*Goal of the exercise*:
Go through the data and copy every line in which "else" appears.

*Collection entries*:
##########

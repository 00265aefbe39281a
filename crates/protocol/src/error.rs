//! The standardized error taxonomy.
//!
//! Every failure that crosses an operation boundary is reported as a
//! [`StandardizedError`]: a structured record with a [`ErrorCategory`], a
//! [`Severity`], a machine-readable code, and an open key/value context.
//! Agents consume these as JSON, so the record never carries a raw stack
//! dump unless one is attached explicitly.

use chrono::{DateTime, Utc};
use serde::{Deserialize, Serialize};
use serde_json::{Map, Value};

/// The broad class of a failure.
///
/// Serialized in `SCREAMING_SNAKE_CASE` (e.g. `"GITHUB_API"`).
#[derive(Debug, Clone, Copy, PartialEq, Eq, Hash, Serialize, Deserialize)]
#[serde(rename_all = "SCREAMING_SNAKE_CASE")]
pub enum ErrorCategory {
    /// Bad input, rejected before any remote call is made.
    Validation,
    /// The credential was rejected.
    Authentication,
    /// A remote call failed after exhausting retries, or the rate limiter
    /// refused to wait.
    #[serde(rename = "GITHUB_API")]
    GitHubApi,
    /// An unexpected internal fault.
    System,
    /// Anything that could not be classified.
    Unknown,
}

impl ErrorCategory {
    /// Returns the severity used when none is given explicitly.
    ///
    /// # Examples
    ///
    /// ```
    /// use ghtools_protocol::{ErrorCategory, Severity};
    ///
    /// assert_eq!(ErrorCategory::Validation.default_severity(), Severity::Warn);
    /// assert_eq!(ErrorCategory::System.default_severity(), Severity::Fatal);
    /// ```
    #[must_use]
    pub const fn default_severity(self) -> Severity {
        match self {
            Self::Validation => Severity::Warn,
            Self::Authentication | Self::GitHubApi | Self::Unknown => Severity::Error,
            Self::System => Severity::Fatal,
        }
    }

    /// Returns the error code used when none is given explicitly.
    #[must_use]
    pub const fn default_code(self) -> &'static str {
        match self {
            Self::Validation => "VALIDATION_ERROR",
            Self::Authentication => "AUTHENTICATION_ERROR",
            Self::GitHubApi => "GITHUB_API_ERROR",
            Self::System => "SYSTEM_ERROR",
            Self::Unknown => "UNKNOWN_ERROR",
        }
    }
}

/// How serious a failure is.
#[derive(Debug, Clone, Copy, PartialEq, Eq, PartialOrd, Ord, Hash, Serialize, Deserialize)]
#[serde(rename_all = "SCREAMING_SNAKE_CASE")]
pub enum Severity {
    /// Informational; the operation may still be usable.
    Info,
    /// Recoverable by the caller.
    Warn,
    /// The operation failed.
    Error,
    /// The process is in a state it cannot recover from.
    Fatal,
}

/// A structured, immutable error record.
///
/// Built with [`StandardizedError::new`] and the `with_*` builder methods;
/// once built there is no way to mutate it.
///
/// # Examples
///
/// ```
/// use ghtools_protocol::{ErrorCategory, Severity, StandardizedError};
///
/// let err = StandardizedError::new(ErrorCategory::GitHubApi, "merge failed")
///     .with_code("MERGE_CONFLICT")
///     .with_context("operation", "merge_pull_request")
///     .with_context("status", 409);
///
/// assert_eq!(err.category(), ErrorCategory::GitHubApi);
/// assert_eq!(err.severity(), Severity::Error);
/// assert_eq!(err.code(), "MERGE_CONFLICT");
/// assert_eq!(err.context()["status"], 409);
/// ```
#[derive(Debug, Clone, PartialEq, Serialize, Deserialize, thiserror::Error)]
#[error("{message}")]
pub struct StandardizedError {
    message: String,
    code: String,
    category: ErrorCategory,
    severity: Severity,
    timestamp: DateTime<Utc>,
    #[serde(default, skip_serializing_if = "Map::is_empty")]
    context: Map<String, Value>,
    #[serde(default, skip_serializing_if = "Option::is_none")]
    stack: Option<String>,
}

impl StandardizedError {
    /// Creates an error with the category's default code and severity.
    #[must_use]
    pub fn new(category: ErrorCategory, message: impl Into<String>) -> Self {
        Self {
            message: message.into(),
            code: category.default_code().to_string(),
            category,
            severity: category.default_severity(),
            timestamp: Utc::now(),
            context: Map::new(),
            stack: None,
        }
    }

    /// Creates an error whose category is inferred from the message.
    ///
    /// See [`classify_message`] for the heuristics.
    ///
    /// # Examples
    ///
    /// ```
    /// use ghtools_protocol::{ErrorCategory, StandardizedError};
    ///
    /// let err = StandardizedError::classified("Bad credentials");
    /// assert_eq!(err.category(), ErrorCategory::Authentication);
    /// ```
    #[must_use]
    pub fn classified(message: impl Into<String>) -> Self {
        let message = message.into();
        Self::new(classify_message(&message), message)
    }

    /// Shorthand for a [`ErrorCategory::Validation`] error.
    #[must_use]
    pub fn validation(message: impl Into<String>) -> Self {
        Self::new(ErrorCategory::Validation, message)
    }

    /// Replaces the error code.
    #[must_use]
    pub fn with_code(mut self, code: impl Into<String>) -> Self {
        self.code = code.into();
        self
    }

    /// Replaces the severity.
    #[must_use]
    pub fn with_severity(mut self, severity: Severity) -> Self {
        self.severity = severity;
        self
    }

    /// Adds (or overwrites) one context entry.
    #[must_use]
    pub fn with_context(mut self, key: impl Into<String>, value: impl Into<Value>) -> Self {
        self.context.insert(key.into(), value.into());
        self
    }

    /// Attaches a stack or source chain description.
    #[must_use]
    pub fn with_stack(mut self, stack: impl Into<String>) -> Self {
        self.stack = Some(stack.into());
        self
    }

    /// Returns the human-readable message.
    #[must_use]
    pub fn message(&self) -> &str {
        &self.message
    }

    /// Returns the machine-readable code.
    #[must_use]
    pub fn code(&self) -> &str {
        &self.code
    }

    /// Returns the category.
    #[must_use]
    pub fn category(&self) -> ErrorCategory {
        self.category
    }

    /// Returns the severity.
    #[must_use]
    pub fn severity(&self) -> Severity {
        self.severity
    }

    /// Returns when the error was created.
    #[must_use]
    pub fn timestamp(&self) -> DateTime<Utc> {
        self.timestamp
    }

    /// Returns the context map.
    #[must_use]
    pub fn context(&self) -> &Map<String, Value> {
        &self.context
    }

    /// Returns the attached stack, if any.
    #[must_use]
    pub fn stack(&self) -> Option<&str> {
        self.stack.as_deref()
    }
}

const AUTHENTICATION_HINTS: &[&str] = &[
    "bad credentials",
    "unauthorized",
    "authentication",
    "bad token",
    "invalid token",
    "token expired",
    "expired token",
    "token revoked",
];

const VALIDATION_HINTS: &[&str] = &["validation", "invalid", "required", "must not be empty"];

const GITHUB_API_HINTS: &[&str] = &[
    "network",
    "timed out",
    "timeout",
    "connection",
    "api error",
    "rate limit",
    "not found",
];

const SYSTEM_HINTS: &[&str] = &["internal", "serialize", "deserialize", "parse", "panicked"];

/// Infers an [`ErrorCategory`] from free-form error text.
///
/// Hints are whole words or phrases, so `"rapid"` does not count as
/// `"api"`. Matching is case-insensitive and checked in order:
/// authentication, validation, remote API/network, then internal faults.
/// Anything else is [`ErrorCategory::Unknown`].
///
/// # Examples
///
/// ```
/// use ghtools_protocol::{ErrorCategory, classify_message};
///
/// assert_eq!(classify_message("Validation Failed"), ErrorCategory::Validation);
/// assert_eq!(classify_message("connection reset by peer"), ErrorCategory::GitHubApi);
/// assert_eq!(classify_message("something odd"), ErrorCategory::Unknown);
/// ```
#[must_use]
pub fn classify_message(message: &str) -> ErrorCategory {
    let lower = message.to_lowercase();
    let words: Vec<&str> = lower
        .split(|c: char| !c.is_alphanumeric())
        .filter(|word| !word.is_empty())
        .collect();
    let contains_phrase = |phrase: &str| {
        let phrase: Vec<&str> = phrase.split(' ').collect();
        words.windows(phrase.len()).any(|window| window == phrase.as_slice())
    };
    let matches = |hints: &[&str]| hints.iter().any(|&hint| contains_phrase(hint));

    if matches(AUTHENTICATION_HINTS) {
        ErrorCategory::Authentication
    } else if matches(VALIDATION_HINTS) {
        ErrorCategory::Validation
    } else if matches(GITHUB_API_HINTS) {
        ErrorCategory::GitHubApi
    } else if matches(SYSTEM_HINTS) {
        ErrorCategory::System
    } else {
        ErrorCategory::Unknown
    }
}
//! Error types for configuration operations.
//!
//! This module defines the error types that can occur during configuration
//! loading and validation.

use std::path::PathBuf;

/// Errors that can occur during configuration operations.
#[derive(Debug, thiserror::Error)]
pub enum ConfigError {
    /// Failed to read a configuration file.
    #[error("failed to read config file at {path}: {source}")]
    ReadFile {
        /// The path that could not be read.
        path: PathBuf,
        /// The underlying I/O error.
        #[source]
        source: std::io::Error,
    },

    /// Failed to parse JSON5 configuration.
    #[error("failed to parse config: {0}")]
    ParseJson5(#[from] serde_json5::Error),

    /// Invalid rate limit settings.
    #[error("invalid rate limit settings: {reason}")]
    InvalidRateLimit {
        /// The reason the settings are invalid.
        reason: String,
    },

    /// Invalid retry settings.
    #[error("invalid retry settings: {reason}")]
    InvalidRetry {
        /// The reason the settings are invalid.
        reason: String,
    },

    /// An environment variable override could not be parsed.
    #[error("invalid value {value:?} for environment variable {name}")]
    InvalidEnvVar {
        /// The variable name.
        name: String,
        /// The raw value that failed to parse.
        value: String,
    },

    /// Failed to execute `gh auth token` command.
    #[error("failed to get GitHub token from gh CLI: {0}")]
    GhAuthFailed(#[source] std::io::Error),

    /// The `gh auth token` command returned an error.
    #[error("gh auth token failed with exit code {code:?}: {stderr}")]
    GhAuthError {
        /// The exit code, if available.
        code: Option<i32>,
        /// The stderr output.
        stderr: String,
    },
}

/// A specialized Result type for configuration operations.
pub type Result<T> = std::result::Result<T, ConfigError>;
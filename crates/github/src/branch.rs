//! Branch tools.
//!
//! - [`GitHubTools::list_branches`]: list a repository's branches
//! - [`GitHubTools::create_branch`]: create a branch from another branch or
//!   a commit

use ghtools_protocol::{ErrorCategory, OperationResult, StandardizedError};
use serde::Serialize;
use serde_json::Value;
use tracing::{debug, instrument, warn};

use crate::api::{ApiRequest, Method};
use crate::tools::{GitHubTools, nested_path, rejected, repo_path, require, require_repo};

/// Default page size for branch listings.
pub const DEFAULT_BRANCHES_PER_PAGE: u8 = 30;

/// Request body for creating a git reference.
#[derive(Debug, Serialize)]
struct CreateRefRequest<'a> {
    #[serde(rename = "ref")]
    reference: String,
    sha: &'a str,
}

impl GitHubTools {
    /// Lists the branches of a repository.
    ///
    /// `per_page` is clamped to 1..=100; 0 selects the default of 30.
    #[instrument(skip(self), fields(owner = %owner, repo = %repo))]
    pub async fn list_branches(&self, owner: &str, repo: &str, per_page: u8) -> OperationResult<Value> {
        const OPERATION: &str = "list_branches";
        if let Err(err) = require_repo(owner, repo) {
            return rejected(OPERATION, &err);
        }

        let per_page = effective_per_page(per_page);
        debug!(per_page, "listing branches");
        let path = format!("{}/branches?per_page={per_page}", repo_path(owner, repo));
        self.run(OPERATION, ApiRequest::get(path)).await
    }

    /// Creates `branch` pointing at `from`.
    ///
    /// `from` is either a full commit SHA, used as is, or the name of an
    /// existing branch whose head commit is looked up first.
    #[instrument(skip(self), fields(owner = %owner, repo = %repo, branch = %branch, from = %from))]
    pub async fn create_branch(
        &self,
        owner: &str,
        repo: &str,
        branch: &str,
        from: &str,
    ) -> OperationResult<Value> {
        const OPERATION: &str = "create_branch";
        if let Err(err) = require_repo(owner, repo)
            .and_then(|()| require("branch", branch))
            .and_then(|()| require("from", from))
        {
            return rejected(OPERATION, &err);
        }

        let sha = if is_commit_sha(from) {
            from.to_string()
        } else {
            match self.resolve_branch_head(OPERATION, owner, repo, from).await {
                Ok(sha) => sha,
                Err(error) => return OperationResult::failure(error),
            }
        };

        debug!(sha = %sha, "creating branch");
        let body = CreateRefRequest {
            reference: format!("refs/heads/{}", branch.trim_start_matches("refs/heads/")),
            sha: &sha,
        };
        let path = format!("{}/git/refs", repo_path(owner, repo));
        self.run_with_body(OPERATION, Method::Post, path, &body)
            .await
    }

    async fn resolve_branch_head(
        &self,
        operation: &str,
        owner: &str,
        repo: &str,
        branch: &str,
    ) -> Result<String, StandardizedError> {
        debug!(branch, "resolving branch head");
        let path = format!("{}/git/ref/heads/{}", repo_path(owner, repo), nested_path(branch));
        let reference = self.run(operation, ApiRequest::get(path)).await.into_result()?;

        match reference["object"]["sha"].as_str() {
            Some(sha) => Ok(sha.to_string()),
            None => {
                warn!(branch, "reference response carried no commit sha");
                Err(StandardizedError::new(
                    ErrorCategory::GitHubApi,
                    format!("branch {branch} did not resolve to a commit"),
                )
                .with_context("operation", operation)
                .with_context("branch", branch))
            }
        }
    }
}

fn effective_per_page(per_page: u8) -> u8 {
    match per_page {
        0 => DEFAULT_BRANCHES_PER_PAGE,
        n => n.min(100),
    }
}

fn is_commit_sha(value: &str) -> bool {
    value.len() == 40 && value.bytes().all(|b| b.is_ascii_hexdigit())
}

##########

*The completed task*:
/// Anything else is [`ErrorCategory::Unknown`].
    } else if matches(VALIDATION_HINTS) {
    } else if matches(GITHUB_API_HINTS) {
    } else if matches(SYSTEM_HINTS) {
    } else {
        } else {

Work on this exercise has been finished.